К вечеру опрос свидетелей был закончен, утомительно-длинные заключения разнообразных экспертиз были зачитаны. Наутро следующего дня предстояли прокурорские и адвокатские речи, последнее слово подсудимого и — приговор. Финита ля комедия, как говаривали в иные времена и в иных местах. Ну, или финита ля трагедия — какая разница?..

— Мы ведь завтра туда не пойдем? — спросила меня Ксюшенька, когда мы шли с ней по совсем уже осеннему городу. — Нет, и впрямь — что нам там делать? О приговоре мы можем узнать и из газет. Или — ты все узнаешь на работе… Ну, чего ты молчишь? В конце концов, я беспокоюсь о тебе. У тебя сегодня было такое лицо… Я столько на твоем лице сегодня прочитала… Да не молчи же ты, слышишь! Знаешь, мне кажется, что ты себя в чем-то считаешь виноватым. Ну, в чем ты можешь быть виноват? Он — убил, ты — его поймал. В чем же ты виноват? Между прочим, это твоя работа…

— Да, — сказал я. — Разумеется, ты права. Он — убил, а я его — поймал. Я ни в чем не виноват. Просто — такая у меня работа…

— А! — безнадежно махнула рукой моя Ксюшенька. — Ладно уж, пойдем мы туда и завтра. Ох, какой же ты у меня дурак!..

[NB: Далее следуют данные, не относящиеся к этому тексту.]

//! Approved reference images, one per component.
//!
//! A baseline lives at `<baseline_dir>/<component>_baseline.png`. Approving
//! a new one moves the previous image into `<baseline_dir>/history/` so the
//! last few approvals can be inspected or restored.

use crate::archive;
use crate::lock::ComponentLock;
use crate::result::{ProofError, ProofResult};
use std::fs;
use std::path::{Path, PathBuf};
use std::time::SystemTime;

/// File name suffix of an approved baseline
pub const BASELINE_SUFFIX: &str = "_baseline.png";

/// Prior baselines kept per component
pub const DEFAULT_KEEP_VERSIONS: usize = 5;

/// Design export names that do not normalize to their component id
const NAME_ALIASES: &[(&str, &str)] = &[
    ("company_dashboard___message", "company_dashboard"),
    ("company_dashboard___message_1", "company_dashboard_variant_1"),
    ("company_dashboard___message_2", "company_dashboard_variant_2"),
    ("volunteer_dashboard___message", "volunteer_dashboard"),
    ("volunteer_dashboard___message_1", "volunteer_dashboard_variant_1"),
];

/// Map a human or design-export name to a component id.
///
/// Lowercases, replaces spaces and hyphens with underscores, drops a
/// trailing `.svg`/`.png`, then applies the alias table. The result is
/// deterministic and idempotent.
#[must_use]
pub fn normalize_component_name(raw: &str) -> String {
    let trimmed = raw.trim();
    let lower = trimmed.to_lowercase();
    let stem = [".svg", ".png"]
        .iter()
        .find_map(|ext| lower.strip_suffix(*ext))
        .unwrap_or(lower.as_str());

    let name: String = stem
        .chars()
        .map(|c| if c == ' ' || c == '-' { '_' } else { c })
        .collect();

    NAME_ALIASES
        .iter()
        .find(|(from, _)| *from == name)
        .map_or(name, |(_, to)| (*to).to_string())
}

/// Reject names that cannot safely become file names
pub fn validate_component_name(name: &str) -> ProofResult<()> {
    let trimmed = name.trim();
    if trimmed.is_empty() {
        return Err(ProofError::parse("component name must not be empty"));
    }
    if trimmed.contains(['/', '\\']) || trimmed == "." || trimmed == ".." {
        return Err(ProofError::parse(format!(
            "component name {name:?} must not contain path separators"
        )));
    }
    Ok(())
}

/// Filesystem store of approved baselines
#[derive(Debug, Clone)]
pub struct BaselineStore {
    baseline_dir: PathBuf,
    screenshots_dir: PathBuf,
    keep_versions: usize,
}

impl BaselineStore {
    /// Create a store over a baseline directory and the screenshots it approves from
    #[must_use]
    pub fn new(baseline_dir: impl Into<PathBuf>, screenshots_dir: impl Into<PathBuf>) -> Self {
        Self {
            baseline_dir: baseline_dir.into(),
            screenshots_dir: screenshots_dir.into(),
            keep_versions: DEFAULT_KEEP_VERSIONS,
        }
    }

    /// Set how many prior baselines to keep per component
    #[must_use]
    pub const fn with_keep_versions(mut self, keep: usize) -> Self {
        self.keep_versions = keep;
        self
    }

    /// Baseline directory
    #[must_use]
    pub fn baseline_dir(&self) -> &Path {
        &self.baseline_dir
    }

    /// Screenshots directory
    #[must_use]
    pub fn screenshots_dir(&self) -> &Path {
        &self.screenshots_dir
    }

    /// Path the baseline for `component` lives at (whether or not it exists)
    #[must_use]
    pub fn baseline_path(&self, component: &str) -> PathBuf {
        let name = normalize_component_name(component);
        self.baseline_dir.join(format!("{name}{BASELINE_SUFFIX}"))
    }

    /// Existing baseline for `component`
    #[must_use]
    pub fn lookup(&self, component: &str) -> Option<PathBuf> {
        let path = self.baseline_path(component);
        path.is_file().then_some(path)
    }

    /// Most recently created screenshot whose name contains the component name
    pub fn latest_screenshot(&self, component: &str) -> ProofResult<PathBuf> {
        validate_component_name(component)?;
        let raw = component.trim().to_lowercase();
        let normalized = normalize_component_name(component);

        let pattern = format!(
            "{}/*.png",
            glob::Pattern::escape(&self.screenshots_dir.to_string_lossy())
        );
        let paths = glob::glob(&pattern)
            .map_err(|e| ProofError::config(format!("bad screenshots directory: {e}")))?;

        let newest = paths
            .filter_map(Result::ok)
            .filter(|path| {
                path.file_stem().is_some_and(|stem| {
                    let stem = stem.to_string_lossy().to_lowercase();
                    stem.contains(&raw) || stem.contains(&normalized)
                })
            })
            .map(|path| (created_at(&path), path))
            .max();

        newest
            .map(|(_, path)| path)
            .ok_or_else(|| ProofError::NoScreenshotFound {
                component: component.to_string(),
                dir: self.screenshots_dir.display().to_string(),
            })
    }

    /// Promote the newest matching screenshot to the component's baseline
    pub fn approve(&self, component: &str) -> ProofResult<PathBuf> {
        let screenshot = self.latest_screenshot(component)?;
        let path = self.install(component, &screenshot)?;
        tracing::info!(
            component,
            screenshot = %screenshot.display(),
            baseline = %path.display(),
            "approved baseline"
        );
        Ok(path)
    }

    /// Install `source` as the baseline for `component`, archiving the current one
    pub fn install(&self, component: &str, source: &Path) -> ProofResult<PathBuf> {
        validate_component_name(component)?;
        let name = normalize_component_name(component);
        fs::create_dir_all(&self.baseline_dir)?;
        let _lock = ComponentLock::acquire(&self.baseline_dir, &name)?;

        // the current baseline is archived only once the copy succeeded
        let staging = self.baseline_dir.join(format!(".{name}_baseline.tmp"));
        if let Err(err) = fs::copy(source, &staging) {
            let _ = fs::remove_file(&staging);
            return Err(err.into());
        }

        let target = self.baseline_path(&name);
        if target.is_file() {
            self.archive(&name, &target)?;
        }
        fs::rename(&staging, &target)?;
        Ok(target)
    }

    /// Archived baselines for `component`, newest first
    pub fn versions(&self, component: &str) -> ProofResult<Vec<PathBuf>> {
        let name = normalize_component_name(component);
        let mut versions = archive::list(&self.history_dir(), &format!("{name}_baseline."), "png")?;
        versions.reverse();
        Ok(versions)
    }

    fn history_dir(&self) -> PathBuf {
        self.baseline_dir.join("history")
    }

    fn archive(&self, name: &str, current: &Path) -> ProofResult<()> {
        let history = self.history_dir();
        fs::create_dir_all(&history)?;

        let archived = archive::next_path(&history, &format!("{name}_baseline."), "png");
        fs::rename(current, &archived)?;
        tracing::debug!(archived = %archived.display(), "archived previous baseline");

        for stale in self.versions(name)?.into_iter().skip(self.keep_versions) {
            fs::remove_file(&stale)?;
            tracing::debug!(removed = %stale.display(), "pruned old baseline");
        }
        Ok(())
    }
}

fn created_at(path: &Path) -> SystemTime {
    fs::metadata(path)
        .and_then(|meta| meta.created().or_else(|_| meta.modified()))
        .unwrap_or(SystemTime::UNIX_EPOCH)
}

Прокурор, как и полагается прокурору, был немногословен и суров: за все про все он потребовал для карлика смертной казни. Публика ахнула, покачнулась и разразилась одобрительными возгласами и аплодисментами. И мало кто в этом шуме услышал и увидел, как карлик в своей клетке тягуче взвыл, схватился за голову и рухнул на пол…

После прокурора выступал адвокат. А впрочем, что — адвокат? Адвокат как адвокат: да и кто в зале внимал его доводам? Публика жаждала карликовой смерти, никакой иной приговор, кроме смерти, публику бы не устроил…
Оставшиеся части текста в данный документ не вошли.